First, let's understand what bodily autonomy is.
Bodily autonomy originally refers to “self governance”. The ability and "right" to do what we want to with our body.
If we're going to assume bodily autonomy is a right, then let's treat it like other rights.
As a right, just like any other right, bodily autonomy is a "restricted" right, for at least two reasons:
1. Other people’s rights supersede our “right to autonomy”, like the right to life, freedom of expression, property. This way, no one can cannot do with their...
...body anything that results in damage to property or a person, claiming that they can do whatever they want with their body.

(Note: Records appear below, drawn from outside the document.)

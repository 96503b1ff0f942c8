//! `SubjectPublicKeyInfo`, decoded into a rich enum of the algorithms this
//! crate actually verifies against (RSA, EC) with a catch-all for the rest.

mod field_id;
mod pubkey_algorithm_identifier;

pub use self::{
    field_id::FieldId,
    pubkey_algorithm_identifier::{PubkeyAlgorithmIdentifier, ID_DH, ID_EC, ID_RSA},
};
use {
    super::AnyAlgorithmIdentifier,
    der::{
        asn1::{BitString, Int, Null, ObjectIdentifier as Oid, OctetString},
        Choice, Decode, DecodeValue, Encode, EncodeValue, Length, Reader, Result, Sequence,
        ValueOrd, Writer,
    },
    std::cmp::Ordering,
};

#[derive(Clone, Debug, Eq, PartialEq, PartialOrd, Ord)]
pub enum SubjectPublicKeyInfo {
    Rsa(RsaPublicKeyInfo),
    Ec(EcPublicKeyInfo),
    Unknown(AnySubjectPublicKeyInfo),
}

#[derive(Clone, Debug, Eq, PartialEq, PartialOrd, Ord, Sequence, ValueOrd)]
pub struct AnySubjectPublicKeyInfo {
    pub algorithm:          AnyAlgorithmIdentifier,
    pub subject_public_key: BitString,
}

#[derive(Clone, Debug, Eq, PartialEq, PartialOrd, Ord, Sequence, ValueOrd)]
pub struct RsaPublicKeyInfo {
    pub modulus:         Int,
    pub public_exponent: Int,
}

/// An EC public key: the curve parameters from `algorithm` plus the
/// uncompressed point octets carried in `subject_public_key`.
#[derive(Clone, Debug, Eq, PartialEq, PartialOrd, Ord)]
pub struct EcPublicKeyInfo {
    pub params:             ECAlgoParameters,
    pub subject_public_key: BitString,
}

/// Diffie-Hellman Mod-P Group Parameters.
#[derive(Clone, Debug, Eq, PartialEq, PartialOrd, Ord, Sequence, ValueOrd)]
pub struct DhAlgoParameters {
    pub prime:                Int,
    pub base:                 Int,
    pub private_value_length: Option<u64>,
}

/// Elliptic Curve Algorithm Parameters.
///
/// **Note**: This deviates from RFC 5480 by allowing for explicit
/// parameters using `EcParameters` in addition to named curves. This
/// is used by at least some Dutch eMRTDs.
#[derive(Clone, Debug, Eq, PartialEq, PartialOrd, Ord, Choice, ValueOrd)]
pub enum ECAlgoParameters {
    EcParameters(EcParameters),
    NamedCurve(Oid),
    ImplicitlyCA(Null),
}

#[derive(Clone, Debug, Eq, PartialEq, PartialOrd, Ord, Sequence, ValueOrd)]
pub struct EcParameters {
    pub version:  u64,
    pub field_id: FieldId,
    pub curve:    Curve,
    pub base:     ECPoint,
    pub order:    Int,
    pub cofactor: Option<Int>,
}

#[derive(Clone, Debug, Eq, PartialEq, PartialOrd, Ord, Sequence, ValueOrd)]
pub struct Curve {
    pub a:    FieldElement,
    pub b:    FieldElement,
    pub seed: Option<BitString>,
}

pub type FieldElement = OctetString;

pub type ECPoint = OctetString;

impl Sequence<'_> for SubjectPublicKeyInfo {}

impl ValueOrd for SubjectPublicKeyInfo {
    fn value_cmp(&self, other: &Self) -> Result<Ordering> {
        let lhs = self.to_der()?;
        let rhs = other.to_der()?;
        Ok(lhs.as_slice().cmp(rhs.as_slice()))
    }
}

impl EncodeValue for SubjectPublicKeyInfo {
    fn value_len(&self) -> Result<Length> {
        match self {
            Self::Rsa(key) => {
                let sum = (ID_RSA.encoded_len()? + Null.encoded_len()?)?;
                sum + key.subject_public_key()?.encoded_len()?
            }
            Self::Ec(key) => {
                encode_ec_algorithm_len(&key.params)? + key.subject_public_key.encoded_len()?
            }
            Self::Unknown(any) => any.value_len(),
        }
    }

    fn encode_value(&self, writer: &mut impl Writer) -> Result<()> {
        match self {
            Self::Rsa(key) => {
                ID_RSA.encode(writer)?;
                Null.encode(writer)?;
                key.subject_public_key()?.encode(writer)
            }
            Self::Ec(key) => {
                encode_ec_algorithm(&key.params, writer)?;
                key.subject_public_key.encode(writer)
            }
            Self::Unknown(any) => any.encode(writer),
        }
    }
}

fn encode_ec_algorithm_len(params: &ECAlgoParameters) -> Result<Length> {
    ID_EC.encoded_len()? + params.encoded_len()?
}

fn encode_ec_algorithm(params: &ECAlgoParameters, writer: &mut impl Writer) -> Result<()> {
    ID_EC.encode(writer)?;
    params.encode(writer)
}

impl RsaPublicKeyInfo {
    fn subject_public_key(&self) -> Result<BitString> {
        // The RSA public key is itself a DER SEQUENCE { modulus, exponent }
        // carried inside the BIT STRING.
        let inner = RsaPublicKeyInfo {
            modulus:         self.modulus.clone(),
            public_exponent: self.public_exponent.clone(),
        }
        .to_der()?;
        BitString::from_bytes(&inner)
    }
}

impl<'a> DecodeValue<'a> for SubjectPublicKeyInfo {
    fn decode_value<R: Reader<'a>>(reader: &mut R, _header: der::Header) -> Result<Self> {
        let oid = Oid::decode(reader)?;
        Ok(match oid {
            ID_RSA => {
                Null::decode(reader)?;
                let bits = BitString::decode(reader)?;
                let inner = RsaPublicKeyInfo::from_der(bits.raw_bytes())?;
                Self::Rsa(inner)
            }
            ID_EC => {
                let params = ECAlgoParameters::decode(reader)?;
                let subject_public_key = BitString::decode(reader)?;
                Self::Ec(EcPublicKeyInfo {
                    params,
                    subject_public_key,
                })
            }
            _ => Self::Unknown(AnySubjectPublicKeyInfo {
                algorithm:          AnyAlgorithmIdentifier {
                    algorithm:  oid,
                    parameters: None,
                },
                subject_public_key: BitString::decode(reader)?,
            }),
        })
    }
}

impl TryFrom<&spki::SubjectPublicKeyInfoOwned> for SubjectPublicKeyInfo {
    type Error = der::Error;

    fn try_from(spki: &spki::SubjectPublicKeyInfoOwned) -> Result<Self> {
        let der = spki.to_der()?;
        Self::from_der(&der)
    }
}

2. There are laws that restrict our rights.
Out of convenience sake, some pro choice advocates have given a specific tweak to...
...the argument of bodily autonomy so that it suits better the pro choice agenda. It is now seen specifically as the right "not to be told what to use one’s body for," which is not different from the original claim, but it has a specific new connotation.
With this new approach, the idea of this right is that "society should not be able to tell pregnant people that they must use their bodies to keep a human embryo in her womb alive. It should be their "prerogative" to decide if they want to do it or not."
Through their perspective, this "right" supersedes all other rights.
But does it really?
The answer is no.
There is no real reason to separate this ‘specific’ right from the normal right of body-autonomy, because the principle behind still is to...
...“do whatever we want with our bodies”. It is just a specific application of the same the principle.
Secondly, the embryo is not part of the body or an extension of the body of the pregnant person. It's simple biology. Unborn children are their own unique organisms.
This means that the right of autonomy of the pregnant person has to be measured against the rights of a different person, the unborn child.
Therefore, in order for the pregnant person to exercise bodily autonomy, they must not only breach the unborn child's bodily autonomy...
...but they have to breach the unborn child's right to life as well.
At best, this constitutes a stalemate, therefore the only logical conclusion is to allow the unborn child to live.
To wrap up this thread, it would be useful to point out that in Roe v. Wade, the Supreme Court did rule that if fetal personhood is established, then any argument for abortion is redundant, because the unborn child's right to life would supersede.